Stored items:
┌────────

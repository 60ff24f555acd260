//! Line pricing and visit totals.

use serde::{Deserialize, Serialize};

/// Discount applied to a priced line.
#[derive(Debug, Clone, Copy, Serialize, Deserialize, PartialEq)]
pub enum Discount {
    /// Percentage of the undiscounted line cost
    Percentage(f64),
    /// Fixed amount off the line
    Amount(f64),
}

impl Discount {
    pub fn type_str(&self) -> &'static str {
        match self {
            Discount::Percentage(_) => "percentage",
            Discount::Amount(_) => "amount",
        }
    }

    pub fn value(&self) -> f64 {
        match self {
            Discount::Percentage(v) | Discount::Amount(v) => *v,
        }
    }

    /// Rebuild from the stored (type, value) pair.
    pub fn from_parts(discount_type: Option<&str>, value: Option<f64>) -> Option<Self> {
        match (discount_type, value) {
            (Some("percentage"), Some(v)) => Some(Discount::Percentage(v)),
            (Some("amount"), Some(v)) => Some(Discount::Amount(v)),
            _ => None,
        }
    }

    /// Amount taken off a line whose undiscounted cost is `base`.
    pub fn amount_off(&self, base: f64) -> f64 {
        match self {
            Discount::Percentage(v) => base * v / 100.0,
            Discount::Amount(v) => *v,
        }
    }
}

/// Optional pricing attached to a transaction.
#[derive(Debug, Clone, Copy, Default, Serialize, Deserialize, PartialEq)]
pub struct Pricing {
    pub price_per_box: Option<f64>,
    pub discount: Option<Discount>,
}

impl Pricing {
    pub fn new(price_per_box: Option<f64>, discount: Option<Discount>) -> Self {
        Self {
            price_per_box,
            discount,
        }
    }

    /// `price × quantity − discount`; `None` when no price was recorded.
    pub fn line_total(&self, quantity_boxes: i64) -> Option<f64> {
        let price = self.price_per_box?;
        let base = price * quantity_boxes as f64;
        let off = self.discount.map(|d| d.amount_off(base)).unwrap_or(0.0);
        Some(base - off)
    }
}

/// Billing summary for one visit.
#[derive(Debug, Clone, Copy, Default, Serialize, Deserialize, PartialEq)]
pub struct VisitTotals {
    /// Sum of priced dispensed lines
    pub dispensed: f64,
    /// Sum of priced return and refund lines
    pub returned: f64,
    pub dispensed_boxes: i64,
    pub returned_boxes: i64,
}

impl VisitTotals {
    /// Amount owed after returns.
    pub fn net(&self) -> f64 {
        self.dispensed - self.returned
    }
}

└────────

■ **Directions for this task**:
Look through the entries above; copy each line where the string "Serialize" appears.

■ **Answer for this exercise**:
use serde::{Deserialize, Serialize};
#[derive(Debug, Clone, Copy, Serialize, Deserialize, PartialEq)]
#[derive(Debug, Clone, Copy, Default, Serialize, Deserialize, PartialEq)]
#[derive(Debug, Clone, Copy, Default, Serialize, Deserialize, PartialEq)]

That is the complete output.